## Assignment
Below are entries. Pull out all lines containing "ArbitrumSepolia".

* * * * *

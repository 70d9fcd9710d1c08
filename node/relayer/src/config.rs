use clap::{Parser, ValueEnum};
use ethers::signers::{LocalWallet, Signer};
use ethers::types::Address;
use std::time::Duration;

use crate::error::ConfigError;

pub const DEFAULT_INFERENCE_URL: &str = "https://cloud-api.near.ai/v1";
pub const DEFAULT_MODEL: &str = "deepseek-ai/DeepSeek-V3.1";

/// Chain the oracle contract lives on
#[derive(Debug, Clone, Copy, PartialEq, Eq, ValueEnum)]
pub enum Network {
    Arbitrum,
    ArbitrumSepolia,
    Local,
}

impl Network {
    pub fn chain_id(self) -> u64 {
        match self {
            Self::Arbitrum => 42161,
            Self::ArbitrumSepolia => 421614,
            Self::Local => 31337,
        }
    }

    pub fn default_rpc(self) -> &'static str {
        match self {
            Self::Arbitrum => "https://arb1.arbitrum.io/rpc",
            Self::ArbitrumSepolia => "https://sepolia-rollup.arbitrum.io/rpc",
            Self::Local => "http://127.0.0.1:8545",
        }
    }
}

#[derive(Parser, Debug)]
#[clap(name = "relayer")]
#[clap(about = "BlindFold relayer - resumes on-chain advisor requests with TEE-signed inference")]
pub struct RelayerArgs {
    /// Oracle contract address
    #[clap(short, long, env = "CONTRACT_ADDRESS")]
    pub contract: Option<String>,

    #[clap(short, long, env = "NETWORK", value_enum, default_value = "arbitrum-sepolia")]
    pub network: Network,

    /// Overrides the network's default RPC endpoint
    #[clap(short, long, env = "RPC_URL")]
    pub rpc: Option<String>,

    #[clap(short = 'k', long, env = "RELAYER_PRIVATE_KEY", hide_env_values = true)]
    pub private_key: Option<String>,

    #[clap(long, env = "INFERENCE_API_KEY", hide_env_values = true)]
    pub api_key: Option<String>,

    #[clap(long, env = "INFERENCE_BASE_URL", default_value = DEFAULT_INFERENCE_URL)]
    pub inference_url: String,

    #[clap(short, long, env = "INFERENCE_MODEL", default_value = DEFAULT_MODEL)]
    pub model: String,

    #[clap(long, env = "POLL_INTERVAL_MS", default_value = "5000")]
    pub poll_interval_ms: u64,

    /// Consecutive failed cycles before backing off
    #[clap(long, env = "FAILURE_THRESHOLD", default_value = "5")]
    pub failure_threshold: u32,

    #[clap(long, env = "MAX_BACKOFF_SECS", default_value = "60")]
    pub max_backoff_secs: u64,

    #[clap(long, env = "REQUEST_TIMEOUT_SECS", default_value = "60")]
    pub request_timeout_secs: u64,

    #[clap(long, env = "HEALTH_PORT", default_value = "8080")]
    pub health_port: u16,

    /// Transition requests that fail after being marked to Failed
    #[clap(long, env = "MARK_FAILED", default_value_t = true, action = clap::ArgAction::Set)]
    pub mark_failed: bool,

    /// Embed the backend attestation report in each stored record
    #[clap(long, env = "FETCH_ATTESTATION", default_value_t = false, action = clap::ArgAction::Set)]
    pub fetch_attestation: bool,
}

#[derive(Debug, Clone)]
pub struct InferenceConfig {
    pub base_url: String,
    pub api_key: String,
    pub model: String,
    pub timeout: Duration,
    pub fetch_attestation: bool,
}

#[derive(Debug, Clone, Copy, PartialEq, Eq)]
pub struct SchedulerConfig {
    pub poll_interval: Duration,
    pub failure_threshold: u32,
    pub max_backoff: Duration,
}

impl Default for SchedulerConfig {
    fn default() -> Self {
        Self {
            poll_interval: Duration::from_millis(5000),
            failure_threshold: 5,
            max_backoff: Duration::from_secs(60),
        }
    }
}

/// Validated relayer configuration
#[derive(Debug, Clone)]
pub struct RelayerConfig {
    pub contract_address: Address,
    pub network: Network,
    pub rpc_url: String,
    pub wallet: LocalWallet,
    pub inference: InferenceConfig,
    pub scheduler: SchedulerConfig,
    pub chain_timeout: Duration,
    pub health_port: u16,
    pub mark_failed: bool,
}

impl RelayerArgs {
    /// Validate everything up front; the relayer never starts half-configured
    pub fn into_config(self) -> Result<RelayerConfig, ConfigError> {
        let contract = required("CONTRACT_ADDRESS", self.contract)?;
        validate_address(&contract)?;
        let contract_address = contract.parse::<Address>().map_err(|e| ConfigError::Invalid {
            field: "CONTRACT_ADDRESS",
            reason: e.to_string(),
        })?;

        let private_key = required("RELAYER_PRIVATE_KEY", self.private_key)?;
        let wallet = private_key
            .trim()
            .trim_start_matches("0x")
            .parse::<LocalWallet>()
            .map_err(|e| ConfigError::Invalid {
                field: "RELAYER_PRIVATE_KEY",
                reason: e.to_string(),
            })?
            .with_chain_id(self.network.chain_id());

        let api_key = required("INFERENCE_API_KEY", self.api_key)?;

        let rpc_url = self
            .rpc
            .filter(|s| !s.trim().is_empty())
            .unwrap_or_else(|| self.network.default_rpc().to_string());
        validate_url("RPC_URL", &rpc_url)?;
        validate_url("INFERENCE_BASE_URL", &self.inference_url)?;

        if self.model.trim().is_empty() {
            return Err(ConfigError::Missing("INFERENCE_MODEL"));
        }
        if self.poll_interval_ms == 0 {
            return Err(invalid("POLL_INTERVAL_MS", "must be greater than zero"));
        }
        if self.failure_threshold == 0 {
            return Err(invalid("FAILURE_THRESHOLD", "must be greater than zero"));
        }
        if self.request_timeout_secs == 0 {
            return Err(invalid("REQUEST_TIMEOUT_SECS", "must be greater than zero"));
        }

        let poll_interval = Duration::from_millis(self.poll_interval_ms);
        let max_backoff = Duration::from_secs(self.max_backoff_secs);
        if max_backoff < poll_interval {
            return Err(invalid("MAX_BACKOFF_SECS", "must not be shorter than the poll interval"));
        }

        let timeout = Duration::from_secs(self.request_timeout_secs);

        Ok(RelayerConfig {
            contract_address,
            network: self.network,
            rpc_url,
            wallet,
            inference: InferenceConfig {
                base_url: self.inference_url.trim_end_matches('/').to_string(),
                api_key,
                model: self.model,
                timeout,
                fetch_attestation: self.fetch_attestation,
            },
            scheduler: SchedulerConfig {
                poll_interval,
                failure_threshold: self.failure_threshold,
                max_backoff,
            },
            chain_timeout: timeout,
            health_port: self.health_port,
            mark_failed: self.mark_failed,
        })
    }
}

fn required(name: &'static str, value: Option<String>) -> Result<String, ConfigError> {
    match value {
        Some(v) if !v.trim().is_empty() => Ok(v),
        _ => Err(ConfigError::Missing(name)),
    }
}

fn invalid(field: &'static str, reason: &str) -> ConfigError {
    ConfigError::Invalid { field, reason: reason.to_string() }
}

/// Validate Ethereum address
pub fn validate_address(addr: &str) -> Result<(), ConfigError> {
    if !addr.starts_with("0x") {
        return Err(invalid("CONTRACT_ADDRESS", "address must start with 0x"));
    }

    if addr.len() != 42 {
        return Err(invalid("CONTRACT_ADDRESS", "address must be 42 characters"));
    }

    if !addr[2..].chars().all(|c| c.is_ascii_hexdigit()) {
        return Err(invalid("CONTRACT_ADDRESS", "address must be valid hex"));
    }

    Ok(())
}

fn validate_url(field: &'static str, url: &str) -> Result<(), ConfigError> {
    match reqwest::Url::parse(url) {
        Ok(u) if u.scheme() == "http" || u.scheme() == "https" => Ok(()),
        Ok(u) => Err(ConfigError::Invalid {
            field,
            reason: format!("unsupported scheme {}", u.scheme()),
        }),
        Err(e) => Err(ConfigError::Invalid { field, reason: e.to_string() }),
    }
}
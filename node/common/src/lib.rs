//! Shared types, contract bindings and crypto for the BlindFold relayer.

pub mod contracts;
pub mod crypto;
pub mod types;

pub use types::*;

/// Errors decoding on-chain data
#[derive(Debug, thiserror::Error)]
pub enum Error {
    #[error("unknown request status discriminant {0}")]
    UnknownStatus(u8),
}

* * * * *

## Solution to the problem
    ArbitrumSepolia,
            Self::ArbitrumSepolia => 421614,
            Self::ArbitrumSepolia => "https://sepolia-rollup.arbitrum.io/rpc",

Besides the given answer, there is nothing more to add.